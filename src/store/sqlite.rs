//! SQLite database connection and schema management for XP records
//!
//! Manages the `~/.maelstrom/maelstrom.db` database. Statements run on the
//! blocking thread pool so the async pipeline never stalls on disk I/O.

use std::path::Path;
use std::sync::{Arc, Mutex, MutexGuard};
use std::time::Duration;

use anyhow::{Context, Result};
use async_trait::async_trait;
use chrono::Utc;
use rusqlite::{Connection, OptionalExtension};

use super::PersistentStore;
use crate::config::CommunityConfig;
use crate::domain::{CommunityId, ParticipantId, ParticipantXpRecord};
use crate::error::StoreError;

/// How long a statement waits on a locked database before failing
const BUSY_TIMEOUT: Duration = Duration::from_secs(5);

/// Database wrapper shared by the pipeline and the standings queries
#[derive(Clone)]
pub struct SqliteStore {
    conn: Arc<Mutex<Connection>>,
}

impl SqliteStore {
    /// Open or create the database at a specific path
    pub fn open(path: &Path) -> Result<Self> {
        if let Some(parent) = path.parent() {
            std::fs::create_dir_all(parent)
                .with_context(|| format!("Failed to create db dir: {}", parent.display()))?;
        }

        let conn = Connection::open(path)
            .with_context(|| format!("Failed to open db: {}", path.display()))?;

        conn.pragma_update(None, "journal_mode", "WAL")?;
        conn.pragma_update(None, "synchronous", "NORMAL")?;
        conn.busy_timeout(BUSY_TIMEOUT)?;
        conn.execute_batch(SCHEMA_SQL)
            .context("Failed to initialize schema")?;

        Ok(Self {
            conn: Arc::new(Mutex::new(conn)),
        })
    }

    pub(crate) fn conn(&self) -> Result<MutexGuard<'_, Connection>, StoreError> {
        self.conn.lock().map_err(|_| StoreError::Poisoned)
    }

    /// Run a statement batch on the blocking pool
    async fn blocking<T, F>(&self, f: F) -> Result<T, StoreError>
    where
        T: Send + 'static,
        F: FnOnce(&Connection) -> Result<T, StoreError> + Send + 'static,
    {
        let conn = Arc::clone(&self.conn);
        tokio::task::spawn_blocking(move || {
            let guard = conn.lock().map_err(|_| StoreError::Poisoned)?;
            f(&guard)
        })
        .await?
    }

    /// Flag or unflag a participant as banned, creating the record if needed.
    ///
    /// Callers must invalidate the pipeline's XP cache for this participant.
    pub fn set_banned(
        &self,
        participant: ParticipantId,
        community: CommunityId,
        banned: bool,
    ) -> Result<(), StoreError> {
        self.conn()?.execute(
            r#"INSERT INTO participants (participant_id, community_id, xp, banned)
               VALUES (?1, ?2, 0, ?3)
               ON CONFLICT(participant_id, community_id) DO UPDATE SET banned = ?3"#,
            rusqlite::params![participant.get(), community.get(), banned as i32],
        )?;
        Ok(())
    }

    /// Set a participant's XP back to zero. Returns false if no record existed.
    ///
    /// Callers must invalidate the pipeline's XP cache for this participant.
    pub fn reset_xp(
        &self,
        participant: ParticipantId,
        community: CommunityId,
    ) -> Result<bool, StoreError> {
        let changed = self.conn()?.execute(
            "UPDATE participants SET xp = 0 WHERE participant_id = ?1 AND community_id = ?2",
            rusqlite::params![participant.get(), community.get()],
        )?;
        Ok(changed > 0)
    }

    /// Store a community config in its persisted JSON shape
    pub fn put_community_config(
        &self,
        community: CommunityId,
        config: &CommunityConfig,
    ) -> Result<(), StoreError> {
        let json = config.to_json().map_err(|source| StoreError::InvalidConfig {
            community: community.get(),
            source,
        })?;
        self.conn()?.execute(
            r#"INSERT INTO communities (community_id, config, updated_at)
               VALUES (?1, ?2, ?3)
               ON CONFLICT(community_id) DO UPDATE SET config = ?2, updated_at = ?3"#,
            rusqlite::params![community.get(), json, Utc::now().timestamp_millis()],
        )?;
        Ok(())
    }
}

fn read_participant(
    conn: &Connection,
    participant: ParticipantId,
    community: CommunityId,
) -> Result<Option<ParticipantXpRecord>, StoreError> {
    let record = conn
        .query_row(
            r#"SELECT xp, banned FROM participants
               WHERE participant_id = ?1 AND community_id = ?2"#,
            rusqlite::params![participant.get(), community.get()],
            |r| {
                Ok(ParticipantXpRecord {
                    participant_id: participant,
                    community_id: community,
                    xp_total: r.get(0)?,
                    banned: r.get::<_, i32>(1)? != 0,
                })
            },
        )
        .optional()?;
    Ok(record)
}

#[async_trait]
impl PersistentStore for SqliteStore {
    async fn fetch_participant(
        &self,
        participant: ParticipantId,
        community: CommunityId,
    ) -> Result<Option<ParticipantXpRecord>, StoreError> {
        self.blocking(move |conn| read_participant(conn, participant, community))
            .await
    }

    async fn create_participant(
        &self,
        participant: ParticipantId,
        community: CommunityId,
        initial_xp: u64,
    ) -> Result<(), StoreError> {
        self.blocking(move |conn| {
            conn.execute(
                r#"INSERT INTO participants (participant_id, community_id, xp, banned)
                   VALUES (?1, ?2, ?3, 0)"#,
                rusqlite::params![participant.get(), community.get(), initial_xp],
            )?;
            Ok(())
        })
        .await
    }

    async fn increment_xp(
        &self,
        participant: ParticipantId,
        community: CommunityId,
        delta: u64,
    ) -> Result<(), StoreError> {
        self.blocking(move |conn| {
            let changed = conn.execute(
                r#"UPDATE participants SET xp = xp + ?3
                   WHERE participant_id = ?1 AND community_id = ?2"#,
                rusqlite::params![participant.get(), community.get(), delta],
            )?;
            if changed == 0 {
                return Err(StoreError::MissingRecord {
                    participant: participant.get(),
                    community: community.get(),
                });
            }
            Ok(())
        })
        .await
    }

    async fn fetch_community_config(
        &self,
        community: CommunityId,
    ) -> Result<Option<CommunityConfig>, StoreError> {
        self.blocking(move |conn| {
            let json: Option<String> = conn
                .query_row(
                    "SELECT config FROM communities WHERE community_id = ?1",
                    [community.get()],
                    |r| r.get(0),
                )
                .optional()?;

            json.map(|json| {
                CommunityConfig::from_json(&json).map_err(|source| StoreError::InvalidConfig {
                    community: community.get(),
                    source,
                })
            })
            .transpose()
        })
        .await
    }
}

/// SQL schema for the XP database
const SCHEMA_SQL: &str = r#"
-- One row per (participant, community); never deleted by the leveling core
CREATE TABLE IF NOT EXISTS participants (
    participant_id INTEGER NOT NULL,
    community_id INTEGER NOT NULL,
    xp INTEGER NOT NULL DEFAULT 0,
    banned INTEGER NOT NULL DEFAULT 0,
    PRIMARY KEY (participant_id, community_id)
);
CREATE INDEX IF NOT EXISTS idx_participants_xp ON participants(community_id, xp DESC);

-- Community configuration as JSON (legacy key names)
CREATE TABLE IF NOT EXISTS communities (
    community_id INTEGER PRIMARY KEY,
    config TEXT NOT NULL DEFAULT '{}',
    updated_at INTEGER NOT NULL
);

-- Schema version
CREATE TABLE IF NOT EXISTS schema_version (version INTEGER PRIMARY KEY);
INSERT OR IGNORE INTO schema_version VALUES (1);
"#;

◇ ◇ ◇ ◇ ◇ ◇ ◇

Requirement:
Word for word, restate the lines above from the line containing "const BUSY_TIMEOUT: Duration" through the line containing "let conn = Connection::open(path)", with both included and nothing else.

Answer to the exercise:
const BUSY_TIMEOUT: Duration = Duration::from_secs(5);

/// Database wrapper shared by the pipeline and the standings queries
#[derive(Clone)]
pub struct SqliteStore {
    conn: Arc<Mutex<Connection>>,
}

impl SqliteStore {
    /// Open or create the database at a specific path
    pub fn open(path: &Path) -> Result<Self> {
        if let Some(parent) = path.parent() {
            std::fs::create_dir_all(parent)
                .with_context(|| format!("Failed to create db dir: {}", parent.display()))?;
        }

        let conn = Connection::open(path)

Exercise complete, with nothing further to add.